Le paysage médiatique sénégalais traverse une phase de recomposition profonde. L’essor des réseaux sociaux a modifié les modes de production et de circulation de l’information, rendant plus difficiles à distinguer les frontières entre journalisme, création de contenu et influence. Cette évolution n’est pas en soi négative. Elle a permis l’émergence de nouvelles voix, de formats variés et, parfois, de contenus d’une réelle qualité.
Mais cette transformation invite à s’interroger sur les repères du journalisme. Informer ne se limite ni à occuper l’espace médiatique ni à relayer des propos. Le journalisme repose sur une méthode, une formation et une éthique qui encadrent la manière de recueillir, de traiter et de restituer l’information. Vérifier les faits, contextualiser, hiérarchiser, interroger sans orienter et rendre compte sans juger constituent le socle du métier.
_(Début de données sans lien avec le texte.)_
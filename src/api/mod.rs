//! Parklens REST API
//!
//! HTTP API layer for the dashboard, built with Axum. The endpoints hand
//! out plain data records; any presentation surface (web UI, terminal,
//! notebook) renders them however it likes.
//!
//! # Endpoints
//!
//! ## Catalog
//! - `GET /api/v1/parks` - List all parks with ranks
//! - `GET /api/v1/parks/:name` - Get a specific park
//! - `GET /api/v1/features` - List all reviewable features
//!
//! ## Reviews
//! - `GET /api/v1/reviews?park=&feature=` - Filtered review feed
//!
//! ## Dashboard
//! - `GET /api/v1/summary?park=` - Metric tiles (overall or per-park)
//! - `GET /api/v1/charts/parks` - Park comparison bars
//! - `GET /api/v1/charts/features?feature=` - Feature comparison bars
//! - `GET /api/v1/charts/sentiment?park=` - Sentiment pie split
//!
//! ## Insights
//! - `GET /api/v1/insights` - Aggregate recommendations and panels
//! - `GET /api/v1/insights/:park` - Per-park record ("All Parks" fallback)
//!
//! ## Health
//! - `GET /health/live` - Liveness probe
//! - `GET /health/ready` - Readiness probe
//! - `GET /health` - Full health status
//!
//! # Example
//!
//! ```rust,ignore
//! use parklens::api::{serve, ApiConfig, AppState};
//!
//! #[tokio::main]
//! async fn main() -> Result<(), Box<dyn std::error::Error>> {
//!     let config = ApiConfig::default();
//!     let state = AppState::new(config.clone());
//!     serve(state, &config).await?;
//!     Ok(())
//! }
//! ```

pub mod dto;
pub mod error;
pub mod routes;
pub mod state;

pub use error::{ApiError, ApiResult};
pub use state::{ApiConfig, AppState};

use axum::{routing::get, Router};
use std::sync::Arc;
use tower_http::{cors::CorsLayer, trace::TraceLayer};

/// Build the API router with all routes and middleware
pub fn build_router(state: AppState) -> Router {
    let api_routes = Router::new()
        // Catalog routes
        .route("/parks", get(routes::parks::list_parks))
        .route("/parks/:name", get(routes::parks::get_park))
        .route("/features", get(routes::features::list_features))
        // Review feed
        .route("/reviews", get(routes::reviews::list_reviews))
        // Dashboard routes
        .route("/summary", get(routes::summary::get_summary))
        .route("/charts/parks", get(routes::charts::parks_chart))
        .route("/charts/features", get(routes::charts::features_chart))
        .route("/charts/sentiment", get(routes::charts::sentiment_pie))
        // Insight routes
        .route("/insights", get(routes::insights::overall_insights))
        .route("/insights/:park", get(routes::insights::park_insights));

    let health_routes = Router::new()
        .route("/live", get(routes::health::liveness))
        .route("/ready", get(routes::health::readiness))
        .route("/", get(routes::health::full_health));

    // Create shared state
    let shared_state = Arc::new(state);

    Router::new()
        .nest("/api/v1", api_routes)
        .nest("/health", health_routes)
        .layer(TraceLayer::new_for_http())
        .layer(CorsLayer::permissive()) // Configure properly in production
        .with_state(shared_state)
}

/// Start the API server
pub async fn serve(state: AppState, config: &ApiConfig) -> Result<(), ApiError> {
    let router = build_router(state);

    let addr = config.addr();
    let listener = tokio::net::TcpListener::bind(&addr).await?;

    tracing::info!("Parklens API listening on {}", addr);

    axum::serve(listener, router)
        .with_graceful_shutdown(shutdown_signal())
        .await
        .map_err(|e| ApiError::Internal(format!("Server error: {}", e)))?;

    tracing::info!("Parklens API shut down gracefully");
    Ok(())
}

/// Wait for shutdown signal
async fn shutdown_signal() {
    let ctrl_c = async {
        tokio::signal::ctrl_c()
            .await
            .expect("Failed to install Ctrl+C handler");
    };

    #[cfg(unix)]
    let terminate = async {
        tokio::signal::unix::signal(tokio::signal::unix::SignalKind::terminate())
            .expect("Failed to install signal handler")
            .recv()
            .await;
    };

    #[cfg(not(unix))]
    let terminate = std::future::pending::<()>();

    tokio::select! {
        _ = ctrl_c => {},
        _ = terminate => {},
    }

    tracing::info!("Shutdown signal received, starting graceful shutdown");
}

#[cfg(test)]
mod tests {
    use super::*;
    use axum::{
        body::Body,
        http::{Request, StatusCode},
    };
    use tower::util::ServiceExt;

    fn create_test_app() -> Router {
        build_router(AppState::new(ApiConfig::default()))
    }

    async fn get_status(uri: &str) -> StatusCode {
        let app = create_test_app();
        let response = app
            .oneshot(Request::builder().uri(uri).body(Body::empty()).unwrap())
            .await
            .unwrap();
        response.status()
    }

    #[tokio::test]
    async fn test_health_live() {
        assert_eq!(get_status("/health/live").await, StatusCode::OK);
    }

    #[tokio::test]
    async fn test_health_ready() {
        assert_eq!(get_status("/health/ready").await, StatusCode::OK);
    }

    #[tokio::test]
    async fn test_health_full() {
        assert_eq!(get_status("/health").await, StatusCode::OK);
    }

    #[tokio::test]
    async fn test_list_parks() {
        assert_eq!(get_status("/api/v1/parks").await, StatusCode::OK);
    }

    #[tokio::test]
    async fn test_get_park_by_name() {
        assert_eq!(get_status("/api/v1/parks/Zion").await, StatusCode::OK);
    }

    #[tokio::test]
    async fn test_get_unknown_park() {
        assert_eq!(
            get_status("/api/v1/parks/Atlantis").await,
            StatusCode::NOT_FOUND
        );
    }

    #[tokio::test]
    async fn test_list_features() {
        assert_eq!(get_status("/api/v1/features").await, StatusCode::OK);
    }

    #[tokio::test]
    async fn test_filtered_reviews() {
        assert_eq!(
            get_status("/api/v1/reviews?park=Zion&feature=Camping").await,
            StatusCode::OK
        );
    }

    #[tokio::test]
    async fn test_reviews_with_no_matches_still_ok() {
        assert_eq!(
            get_status("/api/v1/reviews?park=Dry%20Tortugas&feature=Parking").await,
            StatusCode::OK
        );
    }

    #[tokio::test]
    async fn test_summary() {
        assert_eq!(get_status("/api/v1/summary").await, StatusCode::OK);
        assert_eq!(
            get_status("/api/v1/summary?park=Yosemite").await,
            StatusCode::OK
        );
    }

    #[tokio::test]
    async fn test_charts() {
        assert_eq!(get_status("/api/v1/charts/parks").await, StatusCode::OK);
        assert_eq!(get_status("/api/v1/charts/features").await, StatusCode::OK);
        assert_eq!(
            get_status("/api/v1/charts/sentiment?park=Zion").await,
            StatusCode::OK
        );
    }

    #[tokio::test]
    async fn test_insights_never_404() {
        assert_eq!(get_status("/api/v1/insights").await, StatusCode::OK);
        assert_eq!(get_status("/api/v1/insights/Zion").await, StatusCode::OK);
        assert_eq!(
            get_status("/api/v1/insights/Atlantis").await,
            StatusCode::OK
        );
    }
}
//! Chart Routes
//!
//! Chart-ready payloads for the dashboard's three visualizations.
//!
//! - GET /api/v1/charts/parks - Stacked bars comparing parks
//! - GET /api/v1/charts/features?feature= - Stacked bars comparing features
//! - GET /api/v1/charts/sentiment?park= - Pie split (aggregate or per-park)

use axum::{
    extract::{Query, State},
    Json,
};
use std::sync::Arc;

use crate::analytics::average_breakdown;
use crate::api::dto::{ChartDataset, ChartResponse, FeatureParam, ParkParam, PieResponse};
use crate::api::error::{ApiError, ApiResult};
use crate::api::state::AppState;
use crate::catalog::{Sentiment, ALL_FEATURES, ALL_PARKS};

/// GET /api/v1/charts/parks
///
/// Stacked bar chart comparing the sentiment split of every park, in
/// catalog order.
pub async fn parks_chart(State(state): State<Arc<AppState>>) -> Json<ChartResponse> {
    let parks = state.catalog.parks();

    let labels = parks.iter().map(|p| p.name.to_string()).collect();
    let datasets = vec![
        sentiment_dataset(
            Sentiment::Positive,
            parks.iter().map(|p| p.shares.positive as f64).collect(),
        ),
        sentiment_dataset(
            Sentiment::Negative,
            parks.iter().map(|p| p.shares.negative as f64).collect(),
        ),
        sentiment_dataset(
            Sentiment::Neutral,
            parks.iter().map(|p| p.shares.neutral as f64).collect(),
        ),
    ];

    Json(ChartResponse {
        title: "Park Sentiment Distribution".to_string(),
        labels,
        datasets,
    })
}

/// GET /api/v1/charts/features
///
/// Stacked bar chart comparing feature sentiment. A feature selector
/// narrows the chart to that single feature; the sentinel or an absent
/// parameter keeps all of them. An unknown feature name answers 404.
pub async fn features_chart(
    State(state): State<Arc<AppState>>,
    Query(params): Query<FeatureParam>,
) -> ApiResult<Json<ChartResponse>> {
    let features = match params.feature.as_deref() {
        None => state.catalog.features().to_vec(),
        Some(ALL_FEATURES) => state.catalog.features().to_vec(),
        Some(name) => {
            let feature = state
                .catalog
                .feature(name)
                .ok_or_else(|| ApiError::NotFound(format!("Feature '{}' not found", name)))?;
            vec![*feature]
        }
    };

    let labels = features.iter().map(|f| f.name.to_string()).collect();
    let datasets = vec![
        sentiment_dataset(
            Sentiment::Positive,
            features.iter().map(|f| f.shares.positive as f64).collect(),
        ),
        sentiment_dataset(
            Sentiment::Negative,
            features.iter().map(|f| f.shares.negative as f64).collect(),
        ),
        sentiment_dataset(
            Sentiment::Neutral,
            features.iter().map(|f| f.shares.neutral as f64).collect(),
        ),
    ];

    Ok(Json(ChartResponse {
        title: "Feature Sentiment Analysis".to_string(),
        labels,
        datasets,
    }))
}

/// GET /api/v1/charts/sentiment
///
/// Pie chart of the sentiment split: a single park's shares when one is
/// selected, the unweighted mean across all parks otherwise.
pub async fn sentiment_pie(
    State(state): State<Arc<AppState>>,
    Query(params): Query<ParkParam>,
) -> ApiResult<Json<PieResponse>> {
    let (title, positive, negative, neutral) = match params.park.as_deref() {
        None | Some(ALL_PARKS) => {
            let avg = average_breakdown(state.catalog.parks());
            (
                "Overall Sentiment Distribution".to_string(),
                avg.positive,
                avg.negative,
                avg.neutral,
            )
        }
        Some(name) => {
            let park = state
                .catalog
                .park(name)
                .ok_or_else(|| ApiError::NotFound(format!("Park '{}' not found", name)))?;
            (
                format!("{} Sentiment Distribution", park.name),
                park.shares.positive as f64,
                park.shares.negative as f64,
                park.shares.neutral as f64,
            )
        }
    };

    Ok(Json(PieResponse {
        title,
        labels: Sentiment::all().iter().map(|s| s.to_string()).collect(),
        values: vec![positive, negative, neutral],
        colors: Sentiment::all().iter().map(|s| s.color().to_string()).collect(),
    }))
}

/// Build one chart dataset for a sentiment series
fn sentiment_dataset(sentiment: Sentiment, data: Vec<f64>) -> ChartDataset {
    ChartDataset {
        label: sentiment.to_string(),
        data,
        color: sentiment.color().to_string(),
    }
}

#[cfg(test)]
mod tests {
    use super::*;
    use crate::api::state::ApiConfig;

    fn test_state() -> Arc<AppState> {
        Arc::new(AppState::new(ApiConfig::default()))
    }

    #[tokio::test]
    async fn test_parks_chart_shape() {
        let Json(chart) = parks_chart(State(test_state())).await;
        assert_eq!(chart.labels.len(), 12);
        assert_eq!(chart.datasets.len(), 3);
        assert_eq!(chart.datasets[0].label, "positive");
        assert_eq!(chart.datasets[0].data[0], 78.0); // Yellowstone
    }

    #[tokio::test]
    async fn test_features_chart_narrows_to_one_feature() {
        let params = FeatureParam {
            feature: Some("Crowds".to_string()),
        };
        let chart = features_chart(State(test_state()), Query(params))
            .await
            .unwrap();
        assert_eq!(chart.0.labels, vec!["Crowds"]);
        assert_eq!(chart.0.datasets[1].data, vec![65.0]);
    }

    #[tokio::test]
    async fn test_unknown_feature_is_404() {
        let params = FeatureParam {
            feature: Some("Skydiving".to_string()),
        };
        let err = features_chart(State(test_state()), Query(params))
            .await
            .unwrap_err();
        assert!(matches!(err, ApiError::NotFound(_)));
    }

    #[tokio::test]
    async fn test_aggregate_pie_sums_to_100() {
        let pie = sentiment_pie(State(test_state()), Query(ParkParam::default()))
            .await
            .unwrap();
        let total: f64 = pie.0.values.iter().sum();
        assert!((total - 100.0).abs() < 1e-9);
        assert_eq!(pie.0.colors[0], "#4CAF50");
    }

    #[tokio::test]
    async fn test_park_pie_uses_park_shares() {
        let params = ParkParam {
            park: Some("Big Bend".to_string()),
        };
        let pie = sentiment_pie(State(test_state()), Query(params))
            .await
            .unwrap();
        assert_eq!(pie.0.values, vec![82.0, 12.0, 6.0]);
        assert_eq!(pie.0.title, "Big Bend Sentiment Distribution");
    }
}
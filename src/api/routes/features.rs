//! Feature Routes
//!
//! - GET /api/v1/features - List all reviewable features

use axum::{extract::State, Json};
use std::sync::Arc;

use crate::api::dto::{FeatureListResponse, FeatureResponse};
use crate::api::state::AppState;
use crate::catalog::FeatureRecord;

/// GET /api/v1/features
///
/// List all features in canonical catalog order.
pub async fn list_features(State(state): State<Arc<AppState>>) -> Json<FeatureListResponse> {
    let features: Vec<FeatureResponse> =
        state.catalog.features().iter().map(feature_to_response).collect();

    Json(FeatureListResponse {
        total: features.len(),
        features,
    })
}

/// Convert a FeatureRecord to its response shape
fn feature_to_response(feature: &FeatureRecord) -> FeatureResponse {
    FeatureResponse {
        name: feature.name.to_string(),
        icon: feature.icon.to_string(),
        positive: feature.shares.positive,
        negative: feature.shares.negative,
        neutral: feature.shares.neutral,
    }
}

#[cfg(test)]
mod tests {
    use super::*;
    use crate::api::state::ApiConfig;

    #[tokio::test]
    async fn test_list_features() {
        let state = Arc::new(AppState::new(ApiConfig::default()));
        let Json(resp) = list_features(State(state)).await;

        assert_eq!(resp.total, 8);
        assert_eq!(resp.features[2].name, "Scenery");
        assert_eq!(resp.features[2].positive, 95);
    }
}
L’actualité récente autour de certaines questions sociétales sensibles, notamment celles liées à l’homosexualité, a mis en lumière des fragilités dans le traitement médiatique. Des interviews conduites dans l’urgence, des questions parfois approximatives et des informations insuffisamment vérifiées ont pu nourrir la confusion plutôt que l’éclairage du débat public. Dans ces conditions, la frontière entre information et opinion tend à s’estomper.
Sur des sujets complexes et chargés émotionnellement, le journalisme exige une attention particulière. Le choix des mots, des angles et des interlocuteurs n’est jamais neutre. Informer suppose de créer les conditions d’une compréhension apaisée, même lorsque le sujet divise et suscite des réactions vives.
Les réseaux sociaux ont introduit de nouvelles logiques fondées sur l’instantanéité et la visibilité. Le journalisme s’inscrit dans un autre temps. Il demande du recul, de la rigueur et une certaine retenue. Il ne relève ni de l’improvisation ni de la réaction à chaud, mais d’un travail patient fondé sur l’équilibre et la responsabilité.
À mesure que les rôles se confondent, il devient nécessaire de rappeler ce qui distingue le journalisme des autres formes de production médiatique. Non pour exclure ou disqualifier, mais pour préserver la crédibilité de l’information. Lorsque ces repères s’affaiblissent, c’est la confiance du public qui se fragilise.